コイツは刺身みたいな味がして美味しいのだ。是非とも綺麗な状態で仕留めたい。

 

「グッゲァァァアッッッ!!!」

 

 今晩のご飯の考えをしていると当たり前のように宙に浮くそいつは、身体を加速度的に回転させて、鋭く閉ざした嘴をこちらに向ける。きっと当たれば身体は貫かれ、文字通りグチャグチャの元の姿さえ分からない肉塊に変えられるのだろう。

 

 ___可食部は多く残しておきたいし、そっちに刺さってろ! 

 

 そいつは何の動作もなく一気にこちらへと距離を詰めてくる、恐らく一秒も無い程の速さで、眼前に迫ろうとする。その時、私は生まれ持った『歪める』能力を使う。

 

 すると今にもこの身体を貫こうと迫っていたソイツは前ぶれなく消えた。直ぐに横を振り向けばソイツは岩石に目掛けて突貫し激突。衝突した音が激しく当たりを打ち鳴らし、衝撃波で砂が舞った。

 

 砂埃が収まってき、その状況が明らかになってくる。

 岩は粉々に砕け散っており、ソイツは脳震盪でも起こしたのか、ピクピク痙攣していた、だが今尚こちらへと狙いを定めようとする姿には、この世界の生物の生命力を感じる。だがそこには先程の俊敏さは無く、素早く背後から首を掻っ切って殺す。

 

 ___よし、刺身ゲットだぜ! 

 

 私はその獲物の身体を引き摺って、母猫の元へ歩く。顔は苦手だから持っていかずその場に置いていく、殺生して非常に申し訳ないが、けどどの道持ち帰れるのは、咥える関係上どちらか一つしかないのだ、なら好きな部位を持って帰るよ、私は。

 

 母猫の元へ行けば、合格とでも言いたいのか、獲物を一瞥した後私を見て、そのまま洞穴へと戻ろうとする。それに続き私も後を追って帰ることにした。

 

 

 

 

 

『歪める』能力これは私が初めて兄姉と共に狩りに行った時に発覚した。

目玉みたいなウニの化け物の狩り中、横からハイエナの如く隙を窺っていたワニ擬きが、兄の隙を見計らい背中へ喰らい掛かってきた。
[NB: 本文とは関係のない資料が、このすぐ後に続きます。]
//! VOSI introspection: the `capabilities` and `availability` documents every
//! compliant service publishes next to its query endpoints.

use crate::dal::check_status;
use crate::error::{Error, Result};
use crate::votable::{attr_local, element_children};
use chrono::{DateTime, Utc};
use reqwest::Client;
use serde::Serialize;
use tracing::{debug, info};

/// One `capability` entry of a capabilities document.
#[derive(Debug, Clone, Serialize)]
pub struct Capability {
    /// The IVOA standard this capability implements,
    /// e.g. `ivo://ivoa.net/std/TAP`.
    pub standard_id: Option<String>,
    pub interfaces: Vec<Interface>,
}

/// An `interface` child of a capability.
#[derive(Debug, Clone, Serialize)]
pub struct Interface {
    pub access_url: String,
    /// The `use` attribute of the access URL (`base`, `full`, `dir`).
    pub use_role: Option<String>,
    /// The `xsi:type` of the interface, e.g. `vs:ParamHTTP`.
    pub interface_type: Option<String>,
    pub version: Option<String>,
}

/// The parsed capabilities document.
#[derive(Debug, Clone, Serialize)]
pub struct Capabilities {
    capabilities: Vec<Capability>,
}

impl Capabilities {
    pub fn len(&self) -> usize {
        self.capabilities.len()
    }

    pub fn is_empty(&self) -> bool {
        self.capabilities.is_empty()
    }

    pub fn iter(&self) -> impl Iterator<Item = &Capability> {
        self.capabilities.iter()
    }

    /// The first capability whose standardID contains `fragment`
    /// (case-insensitive), e.g. `find("tap")` or `find("soda")`.
    pub fn find(&self, fragment: &str) -> Option<&Capability> {
        let fragment = fragment.to_ascii_lowercase();
        self.capabilities.iter().find(|c| {
            c.standard_id
                .as_deref()
                .is_some_and(|id| id.to_ascii_lowercase().contains(&fragment))
        })
    }
}

/// The parsed availability document.
#[derive(Debug, Clone, Serialize)]
pub struct Availability {
    pub available: bool,
    pub up_since: Option<DateTime<Utc>>,
    /// Scheduled downtime start, when announced.
    pub down_at: Option<DateTime<Utc>>,
    /// Expected return of service, when announced.
    pub back_at: Option<DateTime<Utc>>,
    pub notes: Vec<String>,
}

/// Fetches and parses `{base}/capabilities`.
pub async fn capabilities(client: &Client, base_url: &str) -> Result<Capabilities> {
    let url = format!("{}/capabilities", base_url.trim_end_matches('/'));
    info!("Fetching capabilities from {}", url);
    let response = check_status(client.get(&url).send().await?)?;
    let body = response.text().await?;
    parse_capabilities(&body)
}

/// Fetches and parses `{base}/availability`.
pub async fn availability(client: &Client, base_url: &str) -> Result<Availability> {
    let url = format!("{}/availability", base_url.trim_end_matches('/'));
    info!("Fetching availability from {}", url);
    let response = check_status(client.get(&url).send().await?)?;
    let body = response.text().await?;
    parse_availability(&body)
}

pub(crate) fn parse_capabilities(xml: &str) -> Result<Capabilities> {
    let doc = roxmltree::Document::parse(xml)?;
    let root = doc.root_element();
    if root.tag_name().name() != "capabilities" {
        return Err(Error::Votable(format!(
            "expected VOSI capabilities document, found `{}`",
            root.tag_name().name()
        )));
    }

    let mut capabilities = Vec::new();
    for node in element_children(root).filter(|n| n.tag_name().name() == "capability") {
        let mut capability = Capability {
            standard_id: attr_local(node, "standardID").map(str::to_string),
            interfaces: Vec::new(),
        };
        for interface in element_children(node).filter(|n| n.tag_name().name() == "interface") {
            let access_url = element_children(interface)
                .find(|n| n.tag_name().name() == "accessURL");
            let Some(access_url_node) = access_url else {
                debug!("interface without accessURL skipped");
                continue;
            };
            capability.interfaces.push(Interface {
                access_url: access_url_node
                    .text()
                    .map(str::trim)
                    .unwrap_or("")
                    .to_string(),
                use_role: attr_local(access_url_node, "use").map(str::to_string),
                interface_type: attr_local(interface, "type").map(str::to_string),
                version: attr_local(interface, "version").map(str::to_string),
            });
        }
        capabilities.push(capability);
    }

    Ok(Capabilities { capabilities })
}

pub(crate) fn parse_availability(xml: &str) -> Result<Availability> {
    let doc = roxmltree::Document::parse(xml)?;
    let root = doc.root_element();
    if root.tag_name().name() != "availability" {
        return Err(Error::Votable(format!(
            "expected VOSI availability document, found `{}`",
            root.tag_name().name()
        )));
    }

    let mut availability = Availability {
        available: false,
        up_since: None,
        down_at: None,
        back_at: None,
        notes: Vec::new(),
    };

    for child in element_children(root) {
        let text = child.text().map(str::trim).unwrap_or("");
        match child.tag_name().name() {
            "available" => availability.available = text.eq_ignore_ascii_case("true"),
            "upSince" => availability.up_since = parse_vosi_time(text),
            "downAt" => availability.down_at = parse_vosi_time(text),
            "backAt" => availability.back_at = parse_vosi_time(text),
            "note" => {
                if !text.is_empty() {
                    availability.notes.push(text.to_string());
                }
            },
            _ => {},
        }
    }

    Ok(availability)
}

fn parse_vosi_time(text: &str) -> Option<DateTime<Utc>> {
    DateTime::parse_from_rfc3339(text)
        .map(|dt| dt.with_timezone(&Utc))
        .ok()
}

#[cfg(test)]
mod tests {
    use super::*;
    use mockito::Server;

    const CAPABILITIES: &str = r#"<?xml version="1.0"?>
<vosi:capabilities xmlns:vosi="http://www.ivoa.net/xml/VOSICapabilities/v1.0"
                   xmlns:xsi="http://www.w3.org/2001/XMLSchema-instance">
  <capability standardID="ivo://ivoa.net/std/TAP">
    <interface xsi:type="vs:ParamHTTP" version="1.1" role="std">
      <accessURL use="base">http://archive.example.org/tap</accessURL>
    </interface>
  </capability>
  <capability standardID="ivo://ivoa.net/std/VOSI#availability">
    <interface xsi:type="vs:ParamHTTP">
      <accessURL use="full">http://archive.example.org/tap/availability</accessURL>
    </interface>
  </capability>
</vosi:capabilities>"#;

    #[test]
    fn capabilities_document_parses() {
        let caps = parse_capabilities(CAPABILITIES).unwrap();
        assert_eq!(caps.len(), 2);
        let tap = caps.find("std/TAP").unwrap();
        assert_eq!(tap.interfaces.len(), 1);
        assert_eq!(tap.interfaces[0].access_url, "http://archive.example.org/tap");
        assert_eq!(tap.interfaces[0].use_role.as_deref(), Some("base"));
        assert_eq!(tap.interfaces[0].interface_type.as_deref(), Some("vs:ParamHTTP"));
    }

    #[test]
    fn find_is_case_insensitive() {
        let caps = parse_capabilities(CAPABILITIES).unwrap();
        assert!(caps.find("vosi#availability").is_some());
        assert!(caps.find("sia").is_none());
    }

    #[test]
    fn availability_document_parses() {
        let xml = r#"<vosi:availability xmlns:vosi="http://www.ivoa.net/xml/VOSIAvailability/v1.0">
            <vosi:available>true</vosi:available>
            <vosi:upSince>2026-01-01T00:00:00Z</vosi:upSince>
            <vosi:note>nightly maintenance window 03:00-03:30 UTC</vosi:note>
        </vosi:availability>"#;
        let availability = parse_availability(xml).unwrap();
        assert!(availability.available);
        assert!(availability.up_since.is_some());
        assert_eq!(availability.notes.len(), 1);
    }

    #[tokio::test]
    async fn capabilities_endpoint_is_fetched() {
        let mut server = Server::new_async().await;
        let mock = server
            .mock("GET", "/tap/capabilities")
            .with_status(200)
            .with_body(CAPABILITIES)
            .create_async()
            .await;

        let caps = capabilities(&reqwest::Client::new(), &format!("{}/tap", server.url()))
            .await
            .unwrap();
        assert!(caps.find("tap").is_some());
        mock.assert_async().await;
    }
}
姉二人はウニ擬きに意識を向けていて反応できない、兄は不意打ちで行動ができない、私は飛び出したが、この身体では間に合わない、「ダメだ」そう思った時、私は何かを本能的に悟って使ったのだろう。

兄の背中に迫ったワニ擬きは幻想のように消えた。

 

 その出来事に呆気に取られていれば、突然、何かが刺さる音がする。その音の方に振り向けば、先程のワニ擬きがウニ擬きの針へと全身を深く貫かれていた、未だにそこから逃げ出そうと藻掻くワニ擬きからは生命力の高さをetc。

 

 ___今のは……一体……

 

 その後狩りは問題無く兄姉が素早く屠って終わった。

 あれからといえば、自身に流れる不思議な力の源のようなモノを感じるようになった。

使い方は本能に任せて、やってみるべく石ころに集中する。すると石は消え去り、どこへ行ったかと思えば、寝ている母猫の頭へ落ちた。その後猫パンチ___非常に弱い___を食らったのはいい思い出。

 

 自分の能力がどう言ったものか、それはまだよく分からないが、ただ『言葉を話せる』程度の能力じゃなくて良かったと少し思ったり、兄も助けれたし、万々歳だった。

 

 今はもう兄弟は巣立ち、私しか居ないのだが、こんな暮らしも悪くは無いと感じ、ゆっくりと目を閉じる。

 

 

 

 

 

 真っ暗な夜に、少しだけ目が開く。夢かどうがも分からないが、母猫の姿が見えた気がした。闇夜に光るその目は優しくこちらを見据えて。

 そしてその姿はゆっくりと音も無く闇夜に消えていった。